DESCRIPTION OF THE TASK → If a line in the records below holds the string "beta", count it, and state only the final count.

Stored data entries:
══════════

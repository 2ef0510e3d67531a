//! Endpoint + auth-header construction per provider tag (spec §4.6).
//!
//! One pure function per provider family, registered in a flat match rather
//! than a trait hierarchy (spec §9 "a flat registry keyed by tag is
//! sufficient").

use super::credential::ProviderCredential;
use super::detect::remap_xai_alias;
use crate::types::ProviderTag;

pub const ANTHROPIC_VERSION: &str = "2023-06-01";
pub const AZURE_API_VERSION: &str = "2024-08-01-preview";

#[derive(Debug, Clone)]
pub struct DispatchTarget {
    pub url: String,
    pub headers: Vec<(String, String)>,
    /// The model name actually sent on the wire (after alias remap / tag strip).
    pub wire_model: String,
}

/// `endpoint_kind` distinguishes the two Google verbs and is ignored by
/// every other provider.
pub enum GoogleVerb {
    Generate,
    StreamGenerate,
}

#[allow(clippy::too_many_arguments)]
pub fn build_target(
    tag: ProviderTag,
    model: &str,
    cred: &ProviderCredential,
    stream: bool,
    google_verb: GoogleVerb,
) -> DispatchTarget {
    match tag {
        ProviderTag::OpenAi | ProviderTag::OpenRouter | ProviderTag::Cerebras | ProviderTag::DeepSeek | ProviderTag::Mistral => {
            openai_compatible_target(tag, model, cred)
        }
        ProviderTag::Xai => {
            let wire_model = remap_xai_alias(model);
            let mut target = openai_compatible_target(tag, &wire_model, cred);
            target.wire_model = wire_model;
            target
        }
        ProviderTag::Anthropic => anthropic_target(model, cred),
        ProviderTag::Google => google_target(model, cred, stream, google_verb),
        ProviderTag::Azure => azure_target(model, cred),
        ProviderTag::Ollama => ollama_target(model, cred),
    }
}

fn base_url(tag: ProviderTag, cred: &ProviderCredential) -> String {
    cred.base_url_override.clone().unwrap_or_else(|| tag.default_base_url().to_string())
}

/// Endpoint builder for the memory-free pass-through routes (spec §6
/// `/embeddings`, `/audio/*`, `/images/*`, `/completions`): same base URL and
/// Bearer auth as the OpenAI-compatible chat endpoint, different suffix.
/// Anthropic and Google don't expose any of these in OpenAI shape, so callers
/// should reject those tags before reaching here.
pub fn build_raw_target(tag: ProviderTag, suffix: &str, cred: &ProviderCredential) -> DispatchTarget {
    let base = base_url(tag, cred);
    let url = format!("{}{}", base.trim_end_matches('/'), suffix);
    let mut headers = vec![("Authorization".to_string(), format!("Bearer {}", cred.api_key))];
    if tag == ProviderTag::OpenRouter {
        headers.push(("HTTP-Referer".to_string(), "https://memoryrouter.dev".to_string()));
        headers.push(("X-Title".to_string(), "MemoryRouter".to_string()));
    }
    DispatchTarget { url, headers, wire_model: String::new() }
}

fn openai_compatible_target(tag: ProviderTag, model: &str, cred: &ProviderCredential) -> DispatchTarget {
    let base = base_url(tag, cred);
    let url = format!("{}/chat/completions", base.trim_end_matches('/'));
    let mut headers = vec![
        ("Authorization".to_string(), format!("Bearer {}", cred.api_key)),
        ("Content-Type".to_string(), "application/json".to_string()),
    ];
    if tag == ProviderTag::OpenRouter {
        headers.push(("HTTP-Referer".to_string(), "https://memoryrouter.dev".to_string()));
        headers.push(("X-Title".to_string(), "MemoryRouter".to_string()));
    }
    DispatchTarget { url, headers, wire_model: model.to_string() }
}

/// OAuth tokens minted for Claude Code (`sk-ant-oat01-…`) use Bearer auth and
/// a set of beta headers instead of the ordinary `x-api-key` flow.
fn anthropic_target(model: &str, cred: &ProviderCredential) -> DispatchTarget {
    let base = base_url(ProviderTag::Anthropic, cred);
    let url = format!("{}/v1/messages", base.trim_end_matches('/'));
    let mut headers = vec![
        ("anthropic-version".to_string(), ANTHROPIC_VERSION.to_string()),
        ("Content-Type".to_string(), "application/json".to_string()),
    ];
    if cred.api_key.starts_with("sk-ant-oat01-") {
        headers.push(("Authorization".to_string(), format!("Bearer {}", cred.api_key)));
        headers.push(("anthropic-beta".to_string(), "oauth-2025-04-20".to_string()));
    } else {
        headers.push(("x-api-key".to_string(), cred.api_key.clone()));
    }
    DispatchTarget { url, headers, wire_model: model.to_string() }
}

fn google_target(model: &str, cred: &ProviderCredential, stream: bool, verb: GoogleVerb) -> DispatchTarget {
    let base = base_url(ProviderTag::Google, cred);
    let verb_str = match verb {
        GoogleVerb::Generate => "generateContent",
        GoogleVerb::StreamGenerate => "streamGenerateContent",
    };
    let mut url = format!("{}/models/{model}:{verb_str}", base.trim_end_matches('/'));
    if stream {
        url.push_str("?alt=sse");
    }
    let headers = vec![
        ("x-goog-api-key".to_string(), cred.api_key.clone()),
        ("Content-Type".to_string(), "application/json".to_string()),
    ];
    DispatchTarget { url, headers, wire_model: model.to_string() }
}

/// Azure's endpoint is either packed into the stored key as `"endpoint|key"`
/// (already split out into `cred.azure_endpoint` by the caller) or supplied
/// per-request via the body's `azure_endpoint` field, which the caller
/// threads through as `cred.base_url_override`.
fn azure_target(model: &str, cred: &ProviderCredential) -> DispatchTarget {
    let endpoint = cred
        .azure_endpoint
        .clone()
        .or_else(|| cred.base_url_override.clone())
        .unwrap_or_default();
    let url = format!(
        "{}/openai/deployments/{model}/chat/completions?api-version={AZURE_API_VERSION}",
        endpoint.trim_end_matches('/')
    );
    let headers = vec![
        ("api-key".to_string(), cred.api_key.clone()),
        ("Content-Type".to_string(), "application/json".to_string()),
    ];
    DispatchTarget { url, headers, wire_model: model.to_string() }
}

/// No auth. `base_url_override` carries `ollama_base_url` when the caller
/// wants a non-default local/remote Ollama instance.
fn ollama_target(model: &str, cred: &ProviderCredential) -> DispatchTarget {
    let base = base_url(ProviderTag::Ollama, cred);
    let url = format!("{}/api/chat", base.trim_end_matches('/'));
    let headers = vec![("Content-Type".to_string(), "application/json".to_string())];
    DispatchTarget { url, headers, wire_model: model.to_string() }
}

#[cfg(test)]
mod tests {
    use super::*;

    #[test]
    fn openai_uses_bearer_auth() {
        let cred = ProviderCredential::new("sk-test");
        let t = build_target(ProviderTag::OpenAi, "gpt-4o", &cred, false, GoogleVerb::Generate);
        assert!(t.url.ends_with("/chat/completions"));
        assert!(t.headers.iter().any(|(k, v)| k == "Authorization" && v == "Bearer sk-test"));
    }

    #[test]
    fn openrouter_adds_referer_and_title() {
        let cred = ProviderCredential::new("sk-test");
        let t = build_target(ProviderTag::OpenRouter, "meta-llama/llama-3", &cred, false, GoogleVerb::Generate);
        assert!(t.headers.iter().any(|(k, _)| k == "HTTP-Referer"));
        assert!(t.headers.iter().any(|(k, _)| k == "X-Title"));
    }

    #[test]
    fn anthropic_uses_x_api_key_by_default() {
        let cred = ProviderCredential::new("sk-ant-123");
        let t = build_target(ProviderTag::Anthropic, "claude-3-5-sonnet", &cred, false, GoogleVerb::Generate);
        assert!(t.url.ends_with("/v1/messages"));
        assert!(t.headers.iter().any(|(k, v)| k == "x-api-key" && v == "sk-ant-123"));
    }

    #[test]
    fn anthropic_oauth_token_switches_to_bearer() {
        let cred = ProviderCredential::new("sk-ant-oat01-xyz");
        let t = build_target(ProviderTag::Anthropic, "claude-3-5-sonnet", &cred, false, GoogleVerb::Generate);
        assert!(t.headers.iter().any(|(k, v)| k == "Authorization" && v.contains("Bearer")));
        assert!(t.headers.iter().any(|(k, _)| k == "anthropic-beta"));
    }

    #[test]
    fn google_appends_alt_sse_when_streaming() {
        let cred = ProviderCredential::new("key");
        let t = build_target(ProviderTag::Google, "gemini-1.5-pro", &cred, true, GoogleVerb::StreamGenerate);
        assert!(t.url.contains("streamGenerateContent"));
        assert!(t.url.ends_with("?alt=sse"));
    }

    #[test]
    fn azure_builds_deployment_url_with_api_version() {
        let cred = ProviderCredential::parse_azure("https://my.openai.azure.com|sk-123");
        let t = build_target(ProviderTag::Azure, "gpt-4o", &cred, false, GoogleVerb::Generate);
        assert!(t.url.starts_with("https://my.openai.azure.com/openai/deployments/gpt-4o/chat/completions"));
        assert!(t.url.contains("api-version="));
    }

    #[test]
    fn xai_remaps_legacy_alias_in_url_and_wire_model() {
        let cred = ProviderCredential::new("key");
        let t = build_target(ProviderTag::Xai, "grok-2-1212", &cred, false, GoogleVerb::Generate);
        assert_eq!(t.wire_model, "grok-3-beta");
    }

    #[test]
    fn raw_target_appends_suffix_to_base_url() {
        let cred = ProviderCredential::new("sk-test");
        let t = build_raw_target(ProviderTag::OpenAi, "/embeddings", &cred);
        assert_eq!(t.url, "https://api.openai.com/v1/embeddings");
        assert!(t.headers.iter().any(|(k, v)| k == "Authorization" && v == "Bearer sk-test"));
    }
}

══════════

SOLUTION → 4